Un pan como una hostia
El descalabro electoral del PP ha causado estragos en las huestes partidarias del País Valenciano. A tenor de lo que se ha visto, oído y leído estos días, se tiene la impresión de que una buena parte de ellas, acaso mayoritaria por el momento, ha decidido hundir la nave con tal de que Francisco Camps no sea postulado como presidente del partido en la reunión de la junta directiva regional que se celebrará el próximo martes. Con independencia de que en estas vísperas se alcance un armisticio, el daño está ya hecho, pues ha quedado lesionado el prestigio del Molt Honorable y se ha enconado la división entre sus leales y los contrarios, abriendo una vía de agua grave en el armazón compacto -hasta ahora- de estas siglas, tanto en el ámbito comunitario como estatal.
Es la herencia envenenada y absurda de Eduardo Zaplana, que bien hubiera podido desactivar el conflicto antes de que alcanzase cotas quizá irreversibles. Pero todo indica -siendo indulgentes en el juicio- que se le ha ido de las manos, a pesar del tacto e instinto políticos que tiene acreditados. Si el meollo de la crisis consiste en salvaguardar los cargos y nóminas de sus fieles -ya que no resulta creíble la milonga de que se quiere garantizar la continuidad de un proyecto-, es seguro que había otras recetas menos temerarias que la desestabilización del Gobierno autonómico neutralizando a su presidente a fuerza de pautarle las decisiones o motejarle de traidor y otras lindezas desde las troneras mediáticas afines.
Tal como vemos el panorama, el zaplanismo ha desplegado todos sus recursos, movilizando a sus parciales e incluyendo el insólito y ridículo acopio de firmas solidarias contra Camps. Solo ha faltado instalar mesas petitorias. Puede, decimos del zaplanismo, comparecer a la mencionada junta con un rimero de pliegos suscritos y un candidato alternativo a regir el partido, como el afable e inane José Joaquín Ripoll, presidente de la Diputación alicantina. Vale: dicen que son más y han apretado las filas. Pero, en primer lugar, resulta dudoso que sean tantos como se imaginan; después, no les avala más que el gusto por la poltrona y ni siquiera pueden apoyarse en el carisma de su líder, Zaplana, absorbido crecientemente por sus nuevas tareas parlamentarias y cada día más injertado en Madrid.

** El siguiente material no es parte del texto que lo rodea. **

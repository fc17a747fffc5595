use serde::Serialize;
use std::collections::BTreeMap;

/// `GET /health` response.
#[derive(Debug, Serialize)]
pub struct HealthResponse {
    pub status: &'static str,
    /// Current UTC time.
    pub time: String,
    /// Omitted by the stateless service.
    #[serde(skip_serializing_if = "Option::is_none")]
    pub storage_dir: Option<String>,
    /// Number of recorded documents; omitted by the stateless service.
    #[serde(skip_serializing_if = "Option::is_none")]
    pub total_files: Option<usize>,
    pub soffice_cmd: String,
    pub max_file_size: usize,
    pub conversion_timeout_secs: u64,
}

/// `GET /` response: what this service is and what it serves.
#[derive(Debug, Serialize)]
pub struct ServiceInfo {
    pub service: &'static str,
    pub version: &'static str,
    pub endpoints: BTreeMap<&'static str, &'static str>,
    pub supported_formats: [&'static str; 5],
}
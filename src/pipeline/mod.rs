//! Pipeline stages for document-to-thumbnail conversion.
//!
//! Each submodule implements exactly one step, so each is testable on its
//! own and the rendering backend can change without touching routing or the
//! office converter.
//!
//! ## Data Flow
//!
//! ```text
//!                 ┌──────── .pdf ────────┐
//! route ──────────┤                      ├──▶ render ──▶ encode
//! (extension)     └─ .doc/.docx/.ppt/x ──┘     (pdfium)   (PNG)
//!                        office
//!                   (soffice → PDF)
//! ```
//!
//! 1. [`route`]  — classify the client filename and dispatch; also hosts the
//!    [`route::Thumbnailer`] seam used by the service layer
//! 2. [`office`] — write a scratch copy, run LibreOffice headless with a
//!    timeout, find the produced PDF, clean up unconditionally
//! 3. [`render`] — rasterise page one at 2× through pdfium; runs in
//!    `spawn_blocking` because pdfium is not async-safe
//! 4. [`encode`] — PNG-encode the raster, plus base64/sha256 helpers for the
//!    stateless JSON envelope

pub mod encode;
pub mod office;
pub mod render;
pub mod route;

Así las cosas, el hoy contestado presidente de la Generalitat lo tiene claro. Por lo pronto, y en tanto no cuente con la seguridad de que será el elegido por amplia mayoría, puede optar por no concurrir a la repetida junta y esperar validar su primacía en el próximo congreso del partido, que es el órgano legitimador. Otra cosa sería mortificante. Algo ha insinuado Camps en este sentido. Hasta entonces, que será en el otoño, ha de recordar que fue elegido por un millón largo de votos, que gobierna para todos los valencianos, que ya ha consumido sobradas dosis de paciencia y que tiene tiempo bastante para revelar sus capacidades políticas, nombrando y licenciando a quienes le venga en gana. En su mano tiene asumir el reto y proseguir las gestiones que ha tomado en estas últimas semanas, restaurando la sensación de que el Palau de la calle de Caballeros tiene un titular. Eso, o echar a perder definitivamente su oportunidad y la misma legislatura, con lo cual, y entre todos, habrían hecho un pan como unas hostias.
Sea cual fuere el desenlace de esta crisis, lo bien cierto es que el partido no sale indemne, pero unos individuos habrán quedado más heridos que otros. Si Camps resuella, otros tendrán que hacerse el harakiri político dada su condición de samuráis zaplanistas, cual es el caso del camarada Fernando Giner, el mentado Ripoll y el de algunos otros notables especialmente beligerantes en este caótico episodio. Si la feligresía zaplanista impone su fuero, desdeñando y mediatizando al presidente de la Generalitat, la primera consecuencia es obvia: habrá verbena en Blanquerías, sede del PSPV, con o sin permiso de la alcaldesa, pues los socialistas son los beneficiarios de este enredo. Los muyahidines del zaplanismo les han allanado un camino que por sí solos hubieran tardado lustros en transitar. Ya se sabe: no se gana el poder, son otros quienes lo pierden.